Isso é tão comum que tem nome na área de bilinguismo: compreensão ativa e produção passiva. A criança entende a língua e não produz.

A razão é bem menos dramática do que o medo. Criança usa a língua que resolve. Se ela consegue tudo o que precisa de você respondendo em inglês, o português vira opcional, e nada opcional sobrevive a uma criança de sete anos com pressa.

Junto entra a escola, que é a maior força linguística da vida dela. A língua da escola é onde acontecem os amigos, a piada, o pertencimento, a identidade. Nenhuma casa compete com isso em volume, e não precisa competir.

Por que dói tanto na mãe

Essa parte quase nunca é dita em voz alta, e é a que mais pesa.

Não é sobre gramática. É sobre a possibilidade de o seu filho não conseguir conversar com a sua mãe. É sobre contar uma história da sua infância e ver que não chega. É sobre criar uma pessoa que talvez não entenda a parte de você que só existe em português.

Tem também uma culpa injusta rondando: a sensação de que se você tivesse insistido mais, isso não estaria acontecendo. Vale saber que acontece na maioria das casas, inclusive nas que insistiram bastante.

O que costuma funcionar

Criar necessidade, não obrigação.

O que dá mais resultado é a criança ter alguém que só existe em português. Avó que não fala outra língua, primo no Brasil, amiga da família. Com essa pessoa não tem escolha, e é aí que a produção aparece sozinha.

Verão no Brasil costuma ser o que mais desloca a agulha, porque junta necessidade e imersão em semanas de convívio.

Conteúdo em português que a criança quer de verdade também ajuda, e vale escolher com ela em vez de escolher por ela. Desenho, música, jogo, livro. A língua entra pela porta do prazer com muito menos atrito do que pela porta do dever.

E responder em português sempre, mesmo quando ela responde na outra língua, mantém o canal aberto sem virar briga.
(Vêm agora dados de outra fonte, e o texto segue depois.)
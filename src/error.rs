//! Error types for the vaultkeeper library
//!
//! Every fallible operation returns [`Result<T>`], whose error is the single
//! crate-wide [`VaultError`]. Backend faults are wrapped with the file path
//! being processed (see [`VaultError::File`]) so that callers can report
//! where a failure happened, while [`VaultError::kind`] still exposes the
//! underlying category for branching.

use chrono::{DateTime, Utc};
use std::path::PathBuf;
use thiserror::Error;

/// Type alias for Results in the vaultkeeper library
pub type Result<T> = std::result::Result<T, VaultError>;

/// Main error type for all vault operations
#[derive(Debug, Error)]
pub enum VaultError {
    /// I/O errors during file operations
    #[error("IO error: {0}")]
    Io(#[from] std::io::Error),

    /// Errors during JSON serialization/deserialization
    #[error("JSON error: {0}")]
    Json(#[from] serde_json::Error),

    /// Errors during bincode serialization/deserialization
    #[error("Bincode error: {0}")]
    Bincode(String),

    /// The backend lost, or never had, the bytes for an identifier
    #[error("Content not found: {0}")]
    ContentNotFound(String),

    /// A backend rejected its login
    #[error("Authentication failed for {store}: {reason}")]
    AuthenticationFailed {
        /// Name of the store whose login failed
        store: String,
        /// Reason given by the backend
        reason: String,
    },

    /// No backend (even after reclaiming space) can fit the backup
    #[error("Insufficient space: {needed} bytes needed, {available} bytes available")]
    InsufficientSpace {
        /// Bytes required
        needed: u64,
        /// Bytes available
        available: u64,
    },

    /// A cooperative cancellation request was honored
    #[error("Operation canceled")]
    OperationCanceled,

    /// Attempt to append a revision that is not after the last one
    #[error("Cannot append revision for {path:?} at {attempted}: last revision is at {last}")]
    HistoryOrderingViolation {
        /// Path of the node whose history would be violated
        path: PathBuf,
        /// Date of the node's last revision
        last: DateTime<Utc>,
        /// Date of the rejected revision
        attempted: DateTime<Utc>,
    },

    /// Generic network or backend transport fault
    #[error("Transport error: {0}")]
    Transport(String),

    /// Search results from a backend do not form a complete chunk sequence
    #[error("Inconsistent backend state: {0}")]
    Inconsistent(String),

    /// The vault password could not unlock the configuration
    #[error("Wrong vault password")]
    WrongPassword,

    /// Authenticated decryption failed
    #[error("Decryption error: {0}")]
    Decryption(String),

    /// Compression errors
    #[error("Compression error: {0}")]
    Compression(String),

    /// Decompression errors
    #[error("Decompression error: {0}")]
    Decompression(String),

    /// The persisted index is not a valid revision tree
    #[error("Corrupt index: {0}")]
    CorruptIndex(String),

    /// Invalid configuration
    #[error("Invalid configuration: {0}")]
    InvalidConfiguration(String),

    /// No store is registered under the given name or kind
    #[error("Unknown store: {0}")]
    UnknownStore(String),

    /// Another backup or restore is already running on this vault
    #[error("Another operation is already in progress")]
    Busy,

    /// The path has no recorded history
    #[error("No history for {0:?}")]
    NotFound(PathBuf),

    /// Pattern parsing error
    #[error("Invalid pattern: {0}")]
    InvalidPattern(String),

    /// Walk directory error from walkdir crate
    #[error("Walk directory error: {0}")]
    WalkDir(#[from] walkdir::Error),

    /// A failure while processing a specific file
    #[error("{path:?}: {source}")]
    File {
        /// File being processed when the failure happened
        path: PathBuf,
        /// Underlying error
        #[source]
        source: Box<VaultError>,
    },

    /// Generic error for unexpected conditions
    #[error("Internal error: {0}")]
    Internal(String),
}

/// Category of a [`VaultError`], independent of path wrapping
#[derive(Debug, Clone, Copy, PartialEq, Eq)]
pub enum ErrorKind {
    /// Backend lost or never had the bytes
    ContentNotFound,
    /// Backend login rejected
    AuthenticationFailed,
    /// Backup cannot fit
    InsufficientSpace,
    /// Cooperative cancellation honored
    OperationCanceled,
    /// Revision not after the last one
    HistoryOrderingViolation,
    /// I/O, network or backend fault
    Transport,
    /// Anything else (configuration, corruption, programming errors)
    Other,
}

impl From<bincode::error::DecodeError> for VaultError {
    fn from(err: bincode::error::DecodeError) -> Self {
        VaultError::Bincode(err.to_string())
    }
}

impl From<bincode::error::EncodeError> for VaultError {
    fn from(err: bincode::error::EncodeError) -> Self {
        VaultError::Bincode(err.to_string())
    }
}

impl From<globset::Error> for VaultError {
    fn from(err: globset::Error) -> Self {
        VaultError::InvalidPattern(err.to_string())
    }
}

impl VaultError {
    /// Create a transport error with a custom message
    pub fn transport(msg: impl Into<String>) -> Self {
        VaultError::Transport(msg.into())
    }

    /// Create an internal error with a custom message
    pub fn internal(msg: impl Into<String>) -> Self {
        VaultError::Internal(msg.into())
    }

    /// Create an authentication error for a named store
    pub fn authentication(store: impl Into<String>, reason: impl Into<String>) -> Self {
        VaultError::AuthenticationFailed {
            store: store.into(),
            reason: reason.into(),
        }
    }

    /// Wrap this error with the path being processed
    ///
    /// Already-wrapped errors and cancellations are returned unchanged so a
    /// failure is attributed to the innermost path only.
    pub fn with_path(self, path: impl Into<PathBuf>) -> Self {
        match self {
            VaultError::File { .. } | VaultError::OperationCanceled => self,
            other => VaultError::File {
                path: path.into(),
                source: Box::new(other),
            },
        }
    }

    /// The error with any path wrapping removed
    pub fn root_cause(&self) -> &VaultError {
        match self {
            VaultError::File { source, .. } => source.root_cause(),
            other => other,
        }
    }

    /// Taxonomy category of this error
    pub fn kind(&self) -> ErrorKind {
        match self.root_cause() {
            VaultError::ContentNotFound(_) => ErrorKind::ContentNotFound,
            VaultError::AuthenticationFailed { .. } => ErrorKind::AuthenticationFailed,
            VaultError::InsufficientSpace { .. } => ErrorKind::InsufficientSpace,
            VaultError::OperationCanceled => ErrorKind::OperationCanceled,
            VaultError::HistoryOrderingViolation { .. } => ErrorKind::HistoryOrderingViolation,
            VaultError::Transport(_)
            | VaultError::Io(_)
            | VaultError::WalkDir(_)
            | VaultError::Inconsistent(_) => ErrorKind::Transport,
            _ => ErrorKind::Other,
        }
    }

    /// Check whether this error is a honored cancellation
    pub fn is_canceled(&self) -> bool {
        self.kind() == ErrorKind::OperationCanceled
    }

    /// Check if retrying the operation later might succeed
    pub fn is_recoverable(&self) -> bool {
        matches!(
            self.kind(),
            ErrorKind::Transport | ErrorKind::AuthenticationFailed
        ) || matches!(self.root_cause(), VaultError::Busy)
    }

    /// Get a user-friendly error message with suggestions
    pub fn user_message(&self) -> String {
        match self.root_cause() {
            VaultError::InsufficientSpace { needed, available } => format!(
                "Not enough backup space: {} bytes needed but only {} bytes available, \
                 even after pruning old revisions. Add a store or exclude large files.",
                needed, available
            ),
            VaultError::WrongPassword => {
                "The vault password is incorrect. Use the newest password you set.".to_string()
            }
            VaultError::AuthenticationFailed { store, .. } => format!(
                "Store '{}' rejected its login. Check the account credentials and try again.",
                store
            ),
            VaultError::Busy => {
                "Another backup or restore is running. Wait for it to finish.".to_string()
            }
            _ => self.to_string(),
        }
    }
}

#[cfg(test)]
mod tests {
    use super::*;

    #[test]
    fn test_error_display() {
        let err = VaultError::ContentNotFound("abc123".to_string());
        assert_eq!(err.to_string(), "Content not found: abc123");
    }

    #[test]
    fn test_kind_sees_through_path_wrapping() {
        let err = VaultError::InsufficientSpace { needed: 10, available: 3 }
            .with_path("/home/user/a.txt");
        assert!(matches!(err, VaultError::File { .. }));
        assert_eq!(err.kind(), ErrorKind::InsufficientSpace);
        assert!(err.to_string().contains("a.txt"));
    }

    #[test]
    fn test_with_path_wraps_once() {
        let err = VaultError::transport("boom")
            .with_path("/a")
            .with_path("/b");
        match err {
            VaultError::File { path, .. } => assert_eq!(path, PathBuf::from("/a")),
            other => panic!("unexpected {other:?}"),
        }
    }

    #[test]
    fn test_cancellation_is_never_wrapped() {
        let err = VaultError::OperationCanceled.with_path("/x");
        assert!(matches!(err, VaultError::OperationCanceled));
        assert!(err.is_canceled());
    }

    #[test]
    fn test_error_recoverable() {
        assert!(VaultError::Busy.is_recoverable());
        assert!(VaultError::transport("reset").is_recoverable());
        assert!(!VaultError::CorruptIndex("bad".to_string()).is_recoverable());
    }
}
O que costuma sair pela culatra

Exigir a tradução antes de dar o que ela pediu. Isso transforma a língua da mãe em pedágio, e criança que associa português a cobrança fala menos, não mais.

Corrigir sotaque e erro no meio da fala. A produção é frágil no começo, e correção derruba a vontade de tentar.

Demonstrar decepção. Ela percebe, e o que ela aprende é que falar errado é pior que não falar.

O que costuma acontecer mais tarde

Vale saber, porque muda a urgência: muita gente que passou a infância respondendo na outra língua retoma o português na adolescência ou na vida adulta, por conta própria, quando o vínculo com a família ou com a origem vira importante pra ela.

A base que você mantém agora é o que faz esse retorno ser possível e rápido depois. Manter a compreensão viva já é bastante.

Quando isso vira outro assunto

Se a criança evita falar em qualquer língua, se houve perda de linguagem que ela já tinha, ou se apareceu dificuldade também na língua da escola, isso não é sobre bilinguismo e vale conversar com a escola e com um profissional.

E se o assunto virou briga diária, ou se você percebeu que a relação de vocês está sendo organizada em torno disso, aí o que precisa de ajuda não é a língua.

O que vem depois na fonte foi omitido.